§ Data for the task:
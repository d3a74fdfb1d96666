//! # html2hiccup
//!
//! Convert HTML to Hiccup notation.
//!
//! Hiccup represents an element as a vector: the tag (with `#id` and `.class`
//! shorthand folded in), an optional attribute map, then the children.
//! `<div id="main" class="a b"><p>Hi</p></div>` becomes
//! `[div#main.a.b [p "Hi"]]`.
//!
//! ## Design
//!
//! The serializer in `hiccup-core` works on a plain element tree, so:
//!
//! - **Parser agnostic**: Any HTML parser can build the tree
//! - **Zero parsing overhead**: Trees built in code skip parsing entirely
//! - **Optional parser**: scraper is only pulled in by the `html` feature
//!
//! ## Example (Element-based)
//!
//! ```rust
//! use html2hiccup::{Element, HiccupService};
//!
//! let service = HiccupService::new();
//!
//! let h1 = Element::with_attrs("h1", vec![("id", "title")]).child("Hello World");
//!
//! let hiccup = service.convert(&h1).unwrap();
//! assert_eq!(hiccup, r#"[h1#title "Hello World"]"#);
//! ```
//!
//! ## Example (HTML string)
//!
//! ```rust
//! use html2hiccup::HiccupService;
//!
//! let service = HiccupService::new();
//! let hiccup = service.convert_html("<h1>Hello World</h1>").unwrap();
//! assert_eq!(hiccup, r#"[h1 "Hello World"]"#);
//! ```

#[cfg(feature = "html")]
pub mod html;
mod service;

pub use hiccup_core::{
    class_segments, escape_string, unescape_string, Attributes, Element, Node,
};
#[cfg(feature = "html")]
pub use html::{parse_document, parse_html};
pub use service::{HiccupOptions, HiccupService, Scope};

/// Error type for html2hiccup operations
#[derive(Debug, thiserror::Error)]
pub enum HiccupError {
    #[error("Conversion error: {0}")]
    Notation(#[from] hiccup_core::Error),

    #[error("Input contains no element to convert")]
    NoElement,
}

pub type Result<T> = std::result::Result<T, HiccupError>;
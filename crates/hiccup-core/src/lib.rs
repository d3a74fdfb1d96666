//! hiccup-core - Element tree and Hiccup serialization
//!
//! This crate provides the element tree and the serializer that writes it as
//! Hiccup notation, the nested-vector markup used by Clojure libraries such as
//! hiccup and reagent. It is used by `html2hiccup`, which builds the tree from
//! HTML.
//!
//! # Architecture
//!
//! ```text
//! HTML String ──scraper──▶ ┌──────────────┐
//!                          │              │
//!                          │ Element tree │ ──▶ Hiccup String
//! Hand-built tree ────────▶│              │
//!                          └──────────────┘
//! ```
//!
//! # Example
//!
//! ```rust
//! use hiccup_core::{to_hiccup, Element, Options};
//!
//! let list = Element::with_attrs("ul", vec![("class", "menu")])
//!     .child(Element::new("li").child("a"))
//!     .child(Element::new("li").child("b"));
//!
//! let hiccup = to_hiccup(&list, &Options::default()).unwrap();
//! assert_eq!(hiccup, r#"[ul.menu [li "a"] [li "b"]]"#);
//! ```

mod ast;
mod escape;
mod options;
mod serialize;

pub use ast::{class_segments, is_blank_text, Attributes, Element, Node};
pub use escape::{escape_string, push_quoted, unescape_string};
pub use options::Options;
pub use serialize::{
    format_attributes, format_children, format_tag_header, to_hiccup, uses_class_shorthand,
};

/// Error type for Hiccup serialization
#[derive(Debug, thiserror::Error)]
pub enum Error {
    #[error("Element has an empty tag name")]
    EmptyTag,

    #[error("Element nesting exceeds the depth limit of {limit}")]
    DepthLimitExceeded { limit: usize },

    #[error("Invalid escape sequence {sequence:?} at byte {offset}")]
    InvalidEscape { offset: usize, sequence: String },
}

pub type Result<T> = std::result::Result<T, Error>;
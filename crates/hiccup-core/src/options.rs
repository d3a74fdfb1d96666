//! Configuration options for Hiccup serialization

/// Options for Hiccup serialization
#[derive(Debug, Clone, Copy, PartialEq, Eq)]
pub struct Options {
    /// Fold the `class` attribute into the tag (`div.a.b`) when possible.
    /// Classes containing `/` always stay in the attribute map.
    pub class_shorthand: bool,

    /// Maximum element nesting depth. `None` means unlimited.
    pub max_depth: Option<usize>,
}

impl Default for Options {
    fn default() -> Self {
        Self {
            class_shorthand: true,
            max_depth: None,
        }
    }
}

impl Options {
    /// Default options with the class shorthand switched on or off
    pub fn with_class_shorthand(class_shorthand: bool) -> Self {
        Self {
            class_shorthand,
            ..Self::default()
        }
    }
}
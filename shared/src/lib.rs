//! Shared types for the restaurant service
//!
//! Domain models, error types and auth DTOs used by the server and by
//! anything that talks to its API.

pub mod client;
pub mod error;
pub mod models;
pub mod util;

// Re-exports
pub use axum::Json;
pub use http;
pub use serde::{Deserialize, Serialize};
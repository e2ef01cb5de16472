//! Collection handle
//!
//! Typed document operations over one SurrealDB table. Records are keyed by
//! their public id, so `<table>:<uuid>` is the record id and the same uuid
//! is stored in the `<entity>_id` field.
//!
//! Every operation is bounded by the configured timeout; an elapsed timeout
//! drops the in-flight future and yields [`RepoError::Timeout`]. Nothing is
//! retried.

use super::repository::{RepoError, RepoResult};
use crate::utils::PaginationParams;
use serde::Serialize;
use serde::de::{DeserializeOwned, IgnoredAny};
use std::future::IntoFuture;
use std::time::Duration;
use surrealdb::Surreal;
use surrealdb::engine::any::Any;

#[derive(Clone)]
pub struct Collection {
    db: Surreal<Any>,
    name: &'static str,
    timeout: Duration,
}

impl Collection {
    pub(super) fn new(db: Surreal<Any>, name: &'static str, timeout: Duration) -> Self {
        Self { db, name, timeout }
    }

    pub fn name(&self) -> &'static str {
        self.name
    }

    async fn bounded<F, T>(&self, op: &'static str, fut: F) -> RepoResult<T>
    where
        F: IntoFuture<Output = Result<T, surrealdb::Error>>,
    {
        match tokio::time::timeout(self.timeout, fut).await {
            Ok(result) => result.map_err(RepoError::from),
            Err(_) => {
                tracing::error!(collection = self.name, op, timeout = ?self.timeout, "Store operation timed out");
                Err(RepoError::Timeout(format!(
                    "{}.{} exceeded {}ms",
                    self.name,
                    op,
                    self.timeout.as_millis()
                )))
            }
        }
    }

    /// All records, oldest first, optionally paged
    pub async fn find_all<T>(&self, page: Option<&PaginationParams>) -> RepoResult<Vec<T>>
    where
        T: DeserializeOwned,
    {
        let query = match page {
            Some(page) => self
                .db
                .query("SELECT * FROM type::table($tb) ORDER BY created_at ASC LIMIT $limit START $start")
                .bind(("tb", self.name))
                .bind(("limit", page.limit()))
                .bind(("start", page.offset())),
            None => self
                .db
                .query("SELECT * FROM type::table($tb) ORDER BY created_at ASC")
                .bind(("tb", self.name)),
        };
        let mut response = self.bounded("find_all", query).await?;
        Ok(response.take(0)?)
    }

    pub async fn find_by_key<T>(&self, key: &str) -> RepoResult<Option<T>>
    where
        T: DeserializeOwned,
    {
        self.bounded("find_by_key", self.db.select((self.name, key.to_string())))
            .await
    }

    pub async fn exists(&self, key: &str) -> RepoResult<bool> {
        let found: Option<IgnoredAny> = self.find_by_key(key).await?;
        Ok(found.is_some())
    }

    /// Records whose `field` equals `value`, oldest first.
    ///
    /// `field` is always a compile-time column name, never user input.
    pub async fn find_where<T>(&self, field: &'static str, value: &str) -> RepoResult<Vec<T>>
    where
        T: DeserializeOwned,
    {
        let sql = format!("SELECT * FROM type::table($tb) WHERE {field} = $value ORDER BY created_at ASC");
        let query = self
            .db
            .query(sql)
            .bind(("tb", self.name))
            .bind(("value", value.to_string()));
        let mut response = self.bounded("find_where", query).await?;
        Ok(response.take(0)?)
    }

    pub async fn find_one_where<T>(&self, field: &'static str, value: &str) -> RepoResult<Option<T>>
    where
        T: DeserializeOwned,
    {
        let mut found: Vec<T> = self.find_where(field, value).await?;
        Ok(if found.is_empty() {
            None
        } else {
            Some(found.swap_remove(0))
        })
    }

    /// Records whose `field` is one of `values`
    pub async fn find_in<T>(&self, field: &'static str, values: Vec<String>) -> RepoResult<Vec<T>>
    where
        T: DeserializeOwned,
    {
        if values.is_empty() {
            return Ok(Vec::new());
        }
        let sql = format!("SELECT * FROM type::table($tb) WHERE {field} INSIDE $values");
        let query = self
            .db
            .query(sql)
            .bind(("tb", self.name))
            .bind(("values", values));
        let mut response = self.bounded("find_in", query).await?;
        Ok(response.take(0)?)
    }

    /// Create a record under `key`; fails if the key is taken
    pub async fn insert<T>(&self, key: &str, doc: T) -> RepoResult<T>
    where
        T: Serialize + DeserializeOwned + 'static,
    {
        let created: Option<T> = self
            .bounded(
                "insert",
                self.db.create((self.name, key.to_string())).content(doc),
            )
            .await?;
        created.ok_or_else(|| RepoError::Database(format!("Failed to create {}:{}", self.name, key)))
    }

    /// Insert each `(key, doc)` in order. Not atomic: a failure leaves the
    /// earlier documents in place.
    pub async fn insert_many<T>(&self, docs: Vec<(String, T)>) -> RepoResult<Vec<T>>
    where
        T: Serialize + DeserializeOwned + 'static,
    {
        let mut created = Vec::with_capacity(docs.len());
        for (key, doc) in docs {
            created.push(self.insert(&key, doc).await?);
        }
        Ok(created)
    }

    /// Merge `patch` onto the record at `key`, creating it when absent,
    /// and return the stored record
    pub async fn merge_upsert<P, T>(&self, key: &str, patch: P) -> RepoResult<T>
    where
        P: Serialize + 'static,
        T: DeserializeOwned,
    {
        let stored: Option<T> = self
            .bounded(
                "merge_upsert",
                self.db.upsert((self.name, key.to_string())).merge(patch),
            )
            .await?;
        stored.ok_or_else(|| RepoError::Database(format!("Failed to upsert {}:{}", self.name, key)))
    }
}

§ Exercise instructions:
Using the entries above, return exactly the lines from the line with "the attribute map." to the line with "filename shared/src/lib.rs", counting both of those lines.

§ Task solution:
    /// Classes containing `/` always stay in the attribute map.
    pub class_shorthand: bool,

    /// Maximum element nesting depth. `None` means unlimited.
    pub max_depth: Option<usize>,
}

impl Default for Options {
    fn default() -> Self {
        Self {
            class_shorthand: true,
            max_depth: None,
        }
    }
}

impl Options {
    /// Default options with the class shorthand switched on or off
    pub fn with_class_shorthand(class_shorthand: bool) -> Self {
        Self {
            class_shorthand,
            ..Self::default()
        }
    }
}
filename shared/src/lib.rs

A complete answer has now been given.